• INPUT FOR THIS TASK:
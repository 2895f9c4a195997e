//! Utility functions and helpers

pub mod math;
pub mod logging;

pub use math::*;
pub use logging::*;
//! Retry logic with exponential backoff and error classification

use std::time::Duration;
use anyhow::Result;
use tracing::warn;
use crate::errors::{RelayError, RelayResult, is_retryable};

#[derive(Debug, Clone)]
pub struct RetryConfig {
    pub max_attempts: u32,
    pub initial_delay_ms: u64,
    pub max_delay_ms: u64,
    pub exponential_base: f64,
}

impl Default for RetryConfig {
    fn default() -> Self {
        Self {
            max_attempts: 3,
            initial_delay_ms: 100,
            max_delay_ms: 5000,
            exponential_base: 2.0,
        }
    }
}

impl RetryConfig {
    /// Backoff for the given attempt (1-based), before jitter. Grows by the
    /// exponential base and caps at `max_delay_ms`.
    pub fn delay_for_attempt(&self, attempt: u32) -> u64 {
        let exp = attempt.saturating_sub(1).min(32);
        let delay = self.initial_delay_ms as f64 * self.exponential_base.powi(exp as i32);
        (delay as u64).min(self.max_delay_ms)
    }
}

/// Run `operation`, retrying transient failures with exponential backoff.
/// Errors classified as fatal (insufficient funds, reverted execution, user
/// rejection, unknown) propagate immediately without another attempt.
pub async fn retry_with_backoff<F, Fut, T>(
    operation: F,
    config: &RetryConfig,
    context: &str,
) -> RelayResult<T>
where
    F: Fn() -> Fut,
    Fut: std::future::Future<Output = Result<T>>,
{
    let mut attempt = 0;

    loop {
        attempt += 1;

        match operation().await {
            Ok(result) => return Ok(result),
            Err(e) if !is_retryable(&e) => {
                return Err(RelayError::Network {
                    message: format!("{} failed with a non-retryable error", context),
                    source: Some(e),
                    retry_count: attempt,
                });
            }
            Err(e) if attempt >= config.max_attempts => {
                return Err(RelayError::Network {
                    message: format!("{} failed after {} attempts", context, attempt),
                    source: Some(e),
                    retry_count: attempt,
                });
            }
            Err(e) => {
                let mut delay = config.delay_for_attempt(attempt);
                let jitter = (delay as f64 * 0.1 * (rand::random::<f64>() - 0.5)) as u64;
                delay = delay.saturating_add(jitter);

                warn!(
                    "Attempt {}/{} failed for {}: {}. Retrying in {}ms...",
                    attempt, config.max_attempts, context, e, delay
                );

                tokio::time::sleep(Duration::from_millis(delay)).await;
            }
        }
    }
}
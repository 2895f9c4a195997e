//! On-chain swap execution against a V2-style router

pub mod abi;
pub mod quotes;
pub mod wallet;
pub mod executor;

pub use abi::*;
pub use quotes::*;
pub use wallet::*;
pub use executor::*;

• REQUIRED WORK:
Copy all of the listing above exactly, please.

• SOLVED EXERCISE:
repository 2895f9c4a195997e
//! Utility functions and helpers

pub mod math;
pub mod logging;

pub use math::*;
pub use logging::*;
//! Retry logic with exponential backoff and error classification

use std::time::Duration;
use anyhow::Result;
use tracing::warn;
use crate::errors::{RelayError, RelayResult, is_retryable};

#[derive(Debug, Clone)]
pub struct RetryConfig {
    pub max_attempts: u32,
    pub initial_delay_ms: u64,
    pub max_delay_ms: u64,
    pub exponential_base: f64,
}

impl Default for RetryConfig {
    fn default() -> Self {
        Self {
            max_attempts: 3,
            initial_delay_ms: 100,
            max_delay_ms: 5000,
            exponential_base: 2.0,
        }
    }
}

impl RetryConfig {
    /// Backoff for the given attempt (1-based), before jitter. Grows by the
    /// exponential base and caps at `max_delay_ms`.
    pub fn delay_for_attempt(&self, attempt: u32) -> u64 {
        let exp = attempt.saturating_sub(1).min(32);
        let delay = self.initial_delay_ms as f64 * self.exponential_base.powi(exp as i32);
        (delay as u64).min(self.max_delay_ms)
    }
}

/// Run `operation`, retrying transient failures with exponential backoff.
/// Errors classified as fatal (insufficient funds, reverted execution, user
/// rejection, unknown) propagate immediately without another attempt.
pub async fn retry_with_backoff<F, Fut, T>(
    operation: F,
    config: &RetryConfig,
    context: &str,
) -> RelayResult<T>
where
    F: Fn() -> Fut,
    Fut: std::future::Future<Output = Result<T>>,
{
    let mut attempt = 0;

    loop {
        attempt += 1;

        match operation().await {
            Ok(result) => return Ok(result),
            Err(e) if !is_retryable(&e) => {
                return Err(RelayError::Network {
                    message: format!("{} failed with a non-retryable error", context),
                    source: Some(e),
                    retry_count: attempt,
                });
            }
            Err(e) if attempt >= config.max_attempts => {
                return Err(RelayError::Network {
                    message: format!("{} failed after {} attempts", context, attempt),
                    source: Some(e),
                    retry_count: attempt,
                });
            }
            Err(e) => {
                let mut delay = config.delay_for_attempt(attempt);
                let jitter = (delay as f64 * 0.1 * (rand::random::<f64>() - 0.5)) as u64;
                delay = delay.saturating_add(jitter);

                warn!(
                    "Attempt {}/{} failed for {}: {}. Retrying in {}ms...",
                    attempt, config.max_attempts, context, e, delay
                );

                tokio::time::sleep(Duration::from_millis(delay)).await;
            }
        }
    }
}
repository 2895f9c4a195997e
//! On-chain swap execution against a V2-style router

pub mod abi;
pub mod quotes;
pub mod wallet;
pub mod executor;

pub use abi::*;
pub use quotes::*;
pub use wallet::*;
pub use executor::*;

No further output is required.